A central role for STAT5 in the transcriptional programing of T helper cell metabolism.

Abstract

Activated lymphocytes adapt their metabolism to meet the energetic and biosynthetic demands imposed by rapid growth and proliferation. Common gamma chain (cγ) family cytokines are central to these processes, but the role of downstream signal transducer and activator of transcription 5 (STAT5) signaling, which is engaged by all cγ members, is poorly understood. Using genome-, transcriptome-, and metabolome-wide analyses, we demonstrate that STAT5 is a master regulator of energy and amino acid metabolism in CD4+ T helper cells. Mechanistically, STAT5 localizes to an array of enhancers and promoters for genes encoding essential enzymes and transporters, where it facilitates p300 recruitment and epigenetic remodeling.
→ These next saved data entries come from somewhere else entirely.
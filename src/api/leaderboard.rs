use axum::Json;
use serde::Serialize;

use crate::models::ApiResponse;

#[derive(Debug, Serialize)]
pub struct LeaderboardEntry {
    pub rank: u32,
    pub fid: u64,
    pub username: String,
    pub score: i64,
}

#[derive(Debug, Serialize)]
#[serde(rename_all = "camelCase")]
pub struct LeaderboardResponse {
    pub entries: Vec<LeaderboardEntry>,
    pub total_players: usize,
}

/// GET /api/v1/leaderboard
/// Demo leaderboard; entries are fixed until real score tracking lands.
pub async fn get_leaderboard() -> Json<ApiResponse<LeaderboardResponse>> {
    let entries = demo_entries();
    let total_players = entries.len();
    Json(ApiResponse::success(LeaderboardResponse {
        entries,
        total_players,
    }))
}

fn demo_entries() -> Vec<LeaderboardEntry> {
    let players: [(u64, &str, i64); 5] = [
        (12345, "DragonMaster", 12_450),
        (23456, "FireBreather", 9_870),
        (34567, "SkyRider", 8_200),
        (45678, "TailWhip", 6_540),
        (56789, "EggHatcher", 5_010),
    ];

    players
        .iter()
        .enumerate()
        .map(|(i, (fid, username, score))| LeaderboardEntry {
            rank: (i + 1) as u32,
            fid: *fid,
            username: username.to_string(),
            score: *score,
        })
        .collect()
}

#[cfg(test)]
mod tests {
    use super::*;

    #[test]
    fn demo_entries_are_ranked_by_descending_score() {
        let entries = demo_entries();
        assert!(!entries.is_empty());
        for pair in entries.windows(2) {
            assert!(pair[0].score >= pair[1].score);
            assert_eq!(pair[0].rank + 1, pair[1].rank);
        }
        assert_eq!(entries[0].username, "DragonMaster");
    }
}
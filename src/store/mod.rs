use std::collections::HashMap;
use std::sync::Arc;

use tokio::sync::RwLock;

use crate::models::{Challenge, ChallengeStatus, ShareRecord};

/// Process-local storage for challenges and shares.
///
/// Everything here is lost on restart. Persistence is a deliberate
/// non-goal of the demo backend; swapping this handle for a real
/// database client is the intended production path.
#[derive(Clone, Default)]
pub struct Store {
    inner: Arc<RwLock<StoreInner>>,
}

#[derive(Default)]
struct StoreInner {
    challenges: HashMap<String, Challenge>,
    shares: Vec<ShareRecord>,
}

impl Store {
    pub fn new() -> Self {
        Self::default()
    }

    pub async fn insert_challenge(&self, challenge: Challenge) {
        let mut inner = self.inner.write().await;
        inner.challenges.insert(challenge.id.clone(), challenge);
    }

    pub async fn get_challenge(&self, id: &str) -> Option<Challenge> {
        let inner = self.inner.read().await;
        inner.challenges.get(id).cloned()
    }

    /// Pending challenges addressed to the given fid, newest first.
    pub async fn pending_challenges_for(&self, fid: u64) -> Vec<Challenge> {
        let inner = self.inner.read().await;
        let mut challenges: Vec<Challenge> = inner
            .challenges
            .values()
            .filter(|c| c.to.fid == fid && c.status == ChallengeStatus::Pending)
            .cloned()
            .collect();
        challenges.sort_by(|a, b| b.created_at.cmp(&a.created_at));
        challenges
    }

    pub async fn record_share(&self, share: ShareRecord) {
        let mut inner = self.inner.write().await;
        inner.shares.push(share);
    }

    pub async fn share_count(&self) -> usize {
        let inner = self.inner.read().await;
        inner.shares.len()
    }
}
use axum::{
    extract::{Query, State},
    response::Html,
    Json,
};
use chrono::Utc;
use serde::{Deserialize, Serialize};
use serde_json::json;

use crate::{
    error::Result,
    models::{ApiResponse, ShareRecord, ShareRequest},
};

use super::AppState;

#[derive(Debug, Deserialize)]
pub struct ShareQuery {
    pub score: Option<i64>,
    pub mode: Option<String>,
}

#[derive(Debug, Serialize)]
#[serde(rename_all = "camelCase")]
pub struct ShareResponse {
    pub share_id: String,
}

/// GET /share
/// Renders the share page with Open Graph tags and the mini app embed.
pub async fn share_page(
    State(state): State<AppState>,
    Query(query): Query<ShareQuery>,
) -> Html<String> {
    let score = query.score.unwrap_or(0);
    let mode = query.mode.unwrap_or_else(|| "classic".to_string());
    Html(render_share_page(score, &mode, &state.config.app_url))
}

/// POST /api/v1/share
pub async fn record_share(
    State(state): State<AppState>,
    Json(req): Json<ShareRequest>,
) -> Result<Json<ApiResponse<ShareResponse>>> {
    let now = Utc::now().timestamp_millis();
    let share = ShareRecord {
        id: now.to_string(),
        text: req.text,
        embeds: req.embeds,
        fid: req.fid,
        timestamp: now,
    };

    tracing::info!("Share processed: {} (fid={:?})", share.id, share.fid);
    let share_id = share.id.clone();
    state.store.record_share(share).await;

    Ok(Json(ApiResponse::success(ShareResponse { share_id })))
}

/// Groups digits into thousands, the way the client renders scores.
fn format_score(score: i64) -> String {
    // unsigned_abs: i64::MIN has no i64 absolute value
    let digits = score.unsigned_abs().to_string();
    let mut grouped = String::new();
    for (i, c) in digits.chars().enumerate() {
        if i > 0 && (digits.len() - i) % 3 == 0 {
            grouped.push(',');
        }
        grouped.push(c);
    }
    if score < 0 {
        format!("-{}", grouped)
    } else {
        grouped
    }
}

fn render_share_page(score: i64, game_mode: &str, app_url: &str) -> String {
    let embed = json!({
        "version": "next",
        "imageUrl": format!("{}/preview.svg", app_url),
        "button": {
            "title": "Play Dragman",
            "action": {
                "type": "launch_miniapp",
                "name": "Dragman Mini App",
                "url": app_url,
            }
        }
    });

    format!(
        r#"<!DOCTYPE html>
<html>
  <head>
    <title>Dragman - Score Shared!</title>
    <meta property="og:title" content="Dragman - Score Shared!" />
    <meta property="og:description" content="I just scored {score} points in {mode} mode! Can you beat my score?" />
    <meta property="og:image" content="{app_url}/og-image.svg" />
    <meta property="og:url" content="{app_url}" />
    <meta property="og:type" content="website" />
    <meta name="fc:miniapp" content='{embed}' />
  </head>
  <body>
    <div class="container">
      <div class="dragon">🐉</div>
      <h1>Amazing Score!</h1>
      <div class="score">{pretty_score} Points</div>
      <p>I just scored {score} points in {mode} mode on Dragman!</p>
      <p>Can you beat my score?</p>
      <a href="{app_url}" class="play-button">Play Dragman</a>
      <p>Challenge friends and compete on leaderboards!</p>
    </div>
  </body>
</html>
"#,
        score = score,
        mode = game_mode,
        app_url = app_url,
        embed = embed,
        pretty_score = format_score(score),
    )
}

#[cfg(test)]
mod tests {
    use super::*;
    use crate::config::test_config;

    #[test]
    fn scores_group_thousands() {
        assert_eq!(format_score(0), "0");
        assert_eq!(format_score(999), "999");
        assert_eq!(format_score(1_000), "1,000");
        assert_eq!(format_score(1_234_567), "1,234,567");
        assert_eq!(format_score(-1_234), "-1,234");
    }

    #[test]
    fn extreme_scores_do_not_overflow() {
        assert_eq!(format_score(i64::MAX), "9,223,372,036,854,775,807");
        assert_eq!(format_score(i64::MIN), "-9,223,372,036,854,775,808");
    }

    #[test]
    fn share_page_embeds_score_and_mini_app_meta() {
        let html = render_share_page(1000, "classic", "https://dragman.xyz");
        assert!(html.contains("1,000 Points"));
        assert!(html.contains("classic mode"));
        assert!(html.contains("fc:miniapp"));
        assert!(html.contains("launch_miniapp"));
    }

    #[tokio::test]
    async fn recorded_share_lands_in_the_store() {
        let state = AppState::new(test_config());
        let response = record_share(
            State(state.clone()),
            Json(ShareRequest {
                text: "I just scored 1000 points in Dragman!".to_string(),
                embeds: vec!["https://dragman.xyz".to_string()],
                fid: Some(678),
            }),
        )
        .await
        .unwrap();

        assert!(!response.0.data.share_id.is_empty());
        assert_eq!(state.store.share_count().await, 1);
    }
}
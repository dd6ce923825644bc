use axum::http::HeaderValue;
use axum::{
    routing::{get, post},
    Router,
};
use std::net::SocketAddr;
use tower_http::cors::{AllowOrigin, Any, CorsLayer};
use tracing_subscriber::{layer::SubscriberExt, util::SubscriberInitExt};

mod api;
mod config;
mod constants;
mod error;
mod models;
mod services;
mod store;

use config::Config;
use constants::API_VERSION;

#[tokio::main]
async fn main() -> anyhow::Result<()> {
    // Initialize tracing
    tracing_subscriber::registry()
        .with(
            tracing_subscriber::EnvFilter::try_from_default_env()
                .unwrap_or_else(|_| "dragman_backend=debug,tower_http=debug".into()),
        )
        .with(tracing_subscriber::fmt::layer())
        .init();

    // Load configuration
    let config = Config::from_env()?;
    config.validate()?;

    tracing::info!("Starting Dragman Backend Server");
    tracing::info!("Environment: {}", config.environment);
    tracing::info!("App domain: {}", config.app_domain);
    tracing::info!("API Version: {}", API_VERSION);

    if config.is_development() {
        tracing::warn!("Running in development mode; all state resets on restart");
    }

    let app_state = api::AppState::new(config.clone());

    // Build router
    let app = build_router(app_state);

    // Start server
    let addr: SocketAddr = format!("{}:{}", config.host, config.port).parse()?;

    tracing::info!("Listening on {}", addr);

    let listener = tokio::net::TcpListener::bind(addr).await?;
    axum::serve(listener, app).await?;

    Ok(())
}

fn build_router(state: api::AppState) -> Router {
    // CORS configuration
    let cors = cors_from_config(&state.config);

    Router::new()
        // Health check
        .route("/health", get(api::health::health_check))
        // Authentication
        .route(
            "/api/v1/auth",
            get(api::auth::verify).post(api::auth::confirm),
        )
        // Mini app lifecycle webhook
        .route("/api/v1/webhook", post(api::webhook::receive))
        // Challenges
        .route(
            "/api/v1/challenge",
            post(api::challenge::create).get(api::challenge::get),
        )
        // Share
        .route("/share", get(api::share::share_page))
        .route("/api/v1/share", post(api::share::record_share))
        // Simulated sponsored transactions
        .route(
            "/api/v1/transactions/sponsored",
            post(api::transactions::execute_sponsored),
        )
        .route(
            "/api/v1/transactions/batch",
            post(api::transactions::execute_batch),
        )
        .route(
            "/api/v1/transactions/usage",
            get(api::transactions::get_usage),
        )
        .route(
            "/api/v1/transactions/budget",
            get(api::transactions::get_budget),
        )
        // Leaderboard
        .route("/api/v1/leaderboard", get(api::leaderboard::get_leaderboard))
        .layer(cors)
        .with_state(state)
}

fn cors_from_config(config: &Config) -> CorsLayer {
    let raw = config.cors_allowed_origins.trim();
    if raw.is_empty() || raw == "*" {
        return CorsLayer::very_permissive();
    }

    let allowed: Vec<HeaderValue> = raw
        .split(',')
        .map(|s| s.trim())
        .filter(|s| !s.is_empty())
        .filter_map(|s| s.parse::<HeaderValue>().ok())
        .collect();

    if allowed.is_empty() {
        tracing::warn!("No valid CORS origins parsed; falling back to permissive");
        return CorsLayer::very_permissive();
    }

    CorsLayer::new()
        .allow_origin(AllowOrigin::list(allowed))
        .allow_methods(Any)
        .allow_headers(Any)
}
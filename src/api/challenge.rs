use axum::{
    extract::{Query, State},
    Json,
};
use chrono::Utc;
use serde::{Deserialize, Serialize};

use crate::{
    constants::DEFAULT_CHALLENGE_TIME_LIMIT_MS,
    error::{AppError, Result},
    models::{ApiResponse, Challenge, ChallengeParticipant, ChallengeStatus, CreateChallengeRequest},
};

use super::AppState;

#[derive(Debug, Deserialize)]
pub struct ChallengeQuery {
    pub id: Option<String>,
    pub fid: Option<u64>,
}

#[derive(Debug, Serialize)]
#[serde(rename_all = "camelCase")]
pub struct CreateChallengeResponse {
    pub challenge_id: String,
}

#[derive(Debug, Serialize)]
#[serde(untagged)]
pub enum ChallengeLookup {
    Single { challenge: Challenge },
    Many { challenges: Vec<Challenge> },
}

/// POST /api/v1/challenge
pub async fn create(
    State(state): State<AppState>,
    Json(req): Json<CreateChallengeRequest>,
) -> Result<Json<ApiResponse<CreateChallengeResponse>>> {
    let now = Utc::now().timestamp_millis();
    let time_limit = req.time_limit.unwrap_or(DEFAULT_CHALLENGE_TIME_LIMIT_MS);
    if time_limit <= 0 {
        return Err(AppError::BadRequest(
            "timeLimit must be positive".to_string(),
        ));
    }

    let challenge = Challenge {
        id: now.to_string(),
        from: req.from,
        to: req.to,
        challenge_type: req.challenge_type,
        target: req.target,
        time_limit,
        status: ChallengeStatus::Pending,
        created_at: now,
        expires_at: now + time_limit,
    };

    tracing::info!(
        "Challenge created: {} ({} -> {})",
        challenge.id,
        challenge.from.fid,
        challenge.to.fid
    );
    let challenge_id = challenge.id.clone();
    state.store.insert_challenge(challenge).await;

    Ok(Json(ApiResponse::success(CreateChallengeResponse {
        challenge_id,
    })))
}

/// GET /api/v1/challenge?id= or ?fid=
pub async fn get(
    State(state): State<AppState>,
    Query(query): Query<ChallengeQuery>,
) -> Result<Json<ApiResponse<ChallengeLookup>>> {
    if let Some(id) = query.id {
        let challenge = match state.store.get_challenge(&id).await {
            Some(found) => found,
            // Unknown ids fall back to the demo stub so the client flow
            // stays usable after a restart wipes the in-memory store.
            None => demo_challenge(id, query.fid.unwrap_or(0)),
        };
        return Ok(Json(ApiResponse::success(ChallengeLookup::Single {
            challenge,
        })));
    }

    if let Some(fid) = query.fid {
        let mut challenges = state.store.pending_challenges_for(fid).await;
        if challenges.is_empty() {
            challenges.push(demo_challenge("1".to_string(), fid));
        }
        return Ok(Json(ApiResponse::success(ChallengeLookup::Many {
            challenges,
        })));
    }

    Err(AppError::BadRequest("Missing parameters".to_string()))
}

fn demo_challenge(id: String, fid: u64) -> Challenge {
    let now = Utc::now().timestamp_millis();
    Challenge {
        id,
        from: ChallengeParticipant {
            fid: 12345,
            username: "DragonMaster".to_string(),
        },
        to: ChallengeParticipant {
            fid,
            username: "You".to_string(),
        },
        challenge_type: "score".to_string(),
        target: 1000,
        time_limit: DEFAULT_CHALLENGE_TIME_LIMIT_MS,
        status: ChallengeStatus::Pending,
        created_at: now - 10_000,
        expires_at: now + 20_000,
    }
}

#[cfg(test)]
mod tests {
    use super::*;
    use crate::config::test_config;

    fn create_request(to_fid: u64) -> CreateChallengeRequest {
        CreateChallengeRequest {
            from: ChallengeParticipant {
                fid: 12345,
                username: "DragonMaster".to_string(),
            },
            to: ChallengeParticipant {
                fid: to_fid,
                username: "You".to_string(),
            },
            challenge_type: "score".to_string(),
            target: 1000,
            time_limit: None,
        }
    }

    #[tokio::test]
    async fn created_challenge_is_retrievable_by_id() {
        let state = AppState::new(test_config());
        let created = create(State(state.clone()), Json(create_request(678)))
            .await
            .unwrap();
        let id = created.0.data.challenge_id.clone();

        let stored = state.store.get_challenge(&id).await.unwrap();
        assert_eq!(stored.to.fid, 678);
        assert_eq!(stored.time_limit, DEFAULT_CHALLENGE_TIME_LIMIT_MS);
        assert_eq!(stored.expires_at - stored.created_at, stored.time_limit);
    }

    #[tokio::test]
    async fn zero_time_limit_is_rejected() {
        let state = AppState::new(test_config());
        let mut req = create_request(678);
        req.time_limit = Some(0);
        assert!(create(State(state), Json(req)).await.is_err());
    }

    #[tokio::test]
    async fn lookup_without_parameters_is_a_bad_request() {
        let state = AppState::new(test_config());
        let result = get(
            State(state),
            Query(ChallengeQuery {
                id: None,
                fid: None,
            }),
        )
        .await;
        assert!(result.is_err());
    }

    #[tokio::test]
    async fn fid_lookup_falls_back_to_demo_challenge() {
        let state = AppState::new(test_config());
        let response = get(
            State(state),
            Query(ChallengeQuery {
                id: None,
                fid: Some(678),
            }),
        )
        .await
        .unwrap();

        match response.0.data {
            ChallengeLookup::Many { challenges } => {
                assert_eq!(challenges.len(), 1);
                assert_eq!(challenges[0].from.username, "DragonMaster");
                assert_eq!(challenges[0].to.fid, 678);
            }
            other => panic!("expected challenge list, got {:?}", other),
        }
    }
}
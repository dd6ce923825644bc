// src/models/mod.rs
pub mod social;
pub mod transaction;

// Re-export commonly used types so other modules can use `crate::models::X`
pub use social::{
    Challenge, ChallengeParticipant, ChallengeStatus, CreateChallengeRequest, NotificationDetails,
    ShareRecord, ShareRequest, WebhookEvent, WebhookPayload,
};
pub use transaction::{
    ApiResponse, BatchedCall, BudgetDecision, DailyUsage, LimitDecision, SponsoredTransactionRequest,
    TransactionRecord, TransactionType, UsageEntry,
};
/// Application constants

// Per-user quotas for sponsored transactions
pub const DAILY_GAME_TRANSACTIONS: u32 = 1;
pub const DAILY_SOCIAL_FEATURES: u32 = 1;
pub const ACHIEVEMENT_CLAIMS: u32 = 1;
pub const ACHIEVEMENT_INTERVAL_DAYS: f64 = 3.0;

// Paymaster budget simulation
pub const PAYMASTER_STARTING_BALANCE: f64 = 500.0;
pub const AVG_TRANSACTION_COST: f64 = 0.25;
pub const EMERGENCY_BALANCE_THRESHOLD: f64 = 100.0;
pub const WARNING_BALANCE_THRESHOLD: f64 = 200.0;
pub const DAILY_BUDGET: f64 = 8.33;

// Milliseconds in one day, used for rolling quota windows
pub const MS_PER_DAY: i64 = 86_400_000;

// Fallback identity when no wallet is connected
pub const ANONYMOUS_USER: &str = "anonymous-user";

// Challenge configuration
pub const DEFAULT_CHALLENGE_TIME_LIMIT_MS: i64 = 30_000;

// API version
pub const API_VERSION: &str = "v1";
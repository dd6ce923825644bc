use std::collections::HashMap;
use std::sync::Arc;

use serde_json::json;
use tokio::sync::RwLock;

use crate::{
    config::Config,
    error::{AppError, Result},
    models::NotificationDetails,
};

/// Sends push notifications through the Farcaster client relay.
///
/// Notification endpoints are handed to us by the host via webhook events
/// and kept in a process-local registry. Delivery is fail-soft: a failed
/// send is logged, never surfaced to the webhook caller.
#[derive(Clone)]
pub struct NotificationService {
    config: Config,
    http: reqwest::Client,
    tokens: Arc<RwLock<HashMap<u64, NotificationDetails>>>,
}

impl NotificationService {
    pub fn new(config: Config) -> Self {
        Self {
            config,
            http: reqwest::Client::new(),
            tokens: Arc::new(RwLock::new(HashMap::new())),
        }
    }

    pub async fn set_details(&self, fid: u64, details: NotificationDetails) {
        let mut tokens = self.tokens.write().await;
        tokens.insert(fid, details);
    }

    pub async fn remove_details(&self, fid: u64) {
        let mut tokens = self.tokens.write().await;
        tokens.remove(&fid);
    }

    pub async fn has_details(&self, fid: u64) -> bool {
        let tokens = self.tokens.read().await;
        tokens.contains_key(&fid)
    }

    /// POSTs one notification to the user's stored relay endpoint.
    pub async fn send(&self, fid: u64, title: &str, body: &str) {
        let details = {
            let tokens = self.tokens.read().await;
            tokens.get(&fid).cloned()
        };

        let Some(details) = details else {
            tracing::debug!("No notification details for user {}", fid);
            return;
        };

        match self.deliver(&details, title, body).await {
            Ok(()) => tracing::info!("Notification sent to user {}", fid),
            Err(e) => tracing::error!("Failed to send notification to user {}: {}", fid, e),
        }
    }

    async fn deliver(&self, details: &NotificationDetails, title: &str, body: &str) -> Result<()> {
        let payload = json!({
            "notificationId": uuid::Uuid::new_v4().to_string(),
            "title": title,
            "body": body,
            "targetUrl": self.config.app_url,
            "tokens": [details.token],
        });

        let response = self.http.post(&details.url).json(&payload).send().await?;
        if !response.status().is_success() {
            let status = response.status();
            let text = response.text().await.unwrap_or_default();
            return Err(AppError::ExternalAPI(format!(
                "notification relay returned {}: {}",
                status, text
            )));
        }
        Ok(())
    }
}

#[cfg(test)]
mod tests {
    use super::*;
    use crate::config::test_config;

    #[tokio::test]
    async fn details_registry_round_trips() {
        let service = NotificationService::new(test_config());
        assert!(!service.has_details(12345).await);

        service
            .set_details(
                12345,
                NotificationDetails {
                    url: "https://relay.example/notify".to_string(),
                    token: "tok".to_string(),
                },
            )
            .await;
        assert!(service.has_details(12345).await);

        service.remove_details(12345).await;
        assert!(!service.has_details(12345).await);
    }

    #[tokio::test]
    async fn send_without_details_is_a_no_op() {
        let service = NotificationService::new(test_config());
        // Must not panic or attempt a network call.
        service.send(999, "Welcome", "Hello").await;
    }
}
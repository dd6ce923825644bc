use serde::{Deserialize, Serialize};

/// The three sponsored-transaction categories the limiter tracks.
///
/// Unknown tags are rejected at the deserialization boundary, so the
/// limiter itself never sees an unclassified transaction.
#[derive(Debug, Clone, Copy, PartialEq, Eq, Hash, Serialize, Deserialize)]
#[serde(rename_all = "lowercase")]
pub enum TransactionType {
    Game,
    Social,
    Achievement,
}

impl TransactionType {
    pub fn as_str(&self) -> &'static str {
        match self {
            TransactionType::Game => "game",
            TransactionType::Social => "social",
            TransactionType::Achievement => "achievement",
        }
    }
}

impl std::fmt::Display for TransactionType {
    fn fmt(&self, f: &mut std::fmt::Formatter<'_>) -> std::fmt::Result {
        f.write_str(self.as_str())
    }
}

/// One recorded sponsored transaction. Records are append-only; the log
/// is never mutated or compacted while the process lives.
#[derive(Debug, Clone, Serialize, Deserialize)]
#[serde(rename_all = "camelCase")]
pub struct TransactionRecord {
    /// Normalized to lowercase on write so lookups are case-insensitive.
    pub user_address: String,
    pub transaction_type: TransactionType,
    /// Milliseconds since epoch at record-creation time.
    pub timestamp_ms: i64,
    #[serde(skip_serializing_if = "Option::is_none")]
    pub gas_cost: Option<f64>,
}

/// Outcome of a per-user quota check. Denial is a normal return value,
/// never an error.
#[derive(Debug, Clone, PartialEq, Serialize)]
#[serde(rename_all = "camelCase")]
pub struct LimitDecision {
    pub can_proceed: bool,
    #[serde(skip_serializing_if = "Option::is_none")]
    pub reason: Option<String>,
    #[serde(skip_serializing_if = "Option::is_none")]
    pub remaining: Option<u32>,
}

impl LimitDecision {
    pub fn allow(remaining: u32) -> Self {
        Self {
            can_proceed: true,
            reason: None,
            remaining: Some(remaining),
        }
    }

    pub fn deny(reason: String) -> Self {
        Self {
            can_proceed: false,
            reason: Some(reason),
            remaining: Some(0),
        }
    }
}

/// Outcome of the global synthetic-budget check.
#[derive(Debug, Clone, PartialEq, Serialize)]
#[serde(rename_all = "camelCase")]
pub struct BudgetDecision {
    pub can_proceed: bool,
    #[serde(skip_serializing_if = "Option::is_none")]
    pub reason: Option<String>,
    #[serde(skip_serializing_if = "Option::is_none")]
    pub estimated_days_remaining: Option<i64>,
    #[serde(skip_serializing_if = "Option::is_none")]
    pub current_balance: Option<f64>,
}

#[derive(Debug, Clone, PartialEq, Serialize)]
pub struct UsageEntry {
    pub used: u32,
    pub limit: u32,
    /// Days until the next achievement claim; present only while the
    /// cool-down is active.
    #[serde(rename = "nextAvailable", skip_serializing_if = "Option::is_none")]
    pub next_available: Option<i64>,
}

/// Read-only usage summary for UI display.
#[derive(Debug, Clone, PartialEq, Serialize)]
pub struct DailyUsage {
    pub game: UsageEntry,
    pub social: UsageEntry,
    pub achievement: UsageEntry,
}

#[derive(Debug, Deserialize)]
#[serde(rename_all = "camelCase")]
pub struct SponsoredTransactionRequest {
    /// Connected wallet address; the client falls back to an anonymous
    /// identity when no wallet is connected.
    pub address: Option<String>,
    pub transaction_type: TransactionType,
    pub gas_cost: Option<f64>,
}

/// One call in a simulated `wallet_sendCalls` atomic batch.
#[derive(Debug, Clone, Deserialize)]
pub struct BatchedCall {
    pub to: String,
    pub data: String,
    pub value: Option<String>,
}

#[derive(Serialize)]
pub struct ApiResponse<T> {
    pub success: bool,
    pub data: T,
}

impl<T> ApiResponse<T> {
    pub fn success(data: T) -> Self {
        Self {
            success: true,
            data,
        }
    }
}

#[cfg(test)]
mod tests {
    use super::*;

    #[test]
    fn api_response_success_sets_flag() {
        let response = ApiResponse::success("ok");
        assert!(response.success);
        assert_eq!(response.data, "ok");
    }

    #[test]
    fn transaction_type_uses_lowercase_tags() {
        let parsed: TransactionType = serde_json::from_str("\"game\"").unwrap();
        assert_eq!(parsed, TransactionType::Game);
        assert_eq!(
            serde_json::to_string(&TransactionType::Achievement).unwrap(),
            "\"achievement\""
        );
    }

    #[test]
    fn unknown_transaction_type_is_rejected() {
        let parsed = serde_json::from_str::<TransactionType>("\"airdrop\"");
        assert!(parsed.is_err());
    }

    #[test]
    fn limit_decision_deny_zeroes_remaining() {
        let decision = LimitDecision::deny("Daily game limit reached (1/day)".to_string());
        assert!(!decision.can_proceed);
        assert_eq!(decision.remaining, Some(0));
    }
}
We also find that STAT5 licenses the activity of two other key metabolic regulators, the mTOR signaling pathway and the MYC transcription factor. Building on the latter, we present evidence for transcriptome-wide cooperation between STAT5 and MYC in both normal and transformed T cells. Together, our data provide a molecular framework for transcriptional programing of T cell metabolism downstream of cγ cytokines and highlight the JAK-STAT pathway in mediating cellular growth and proliferation.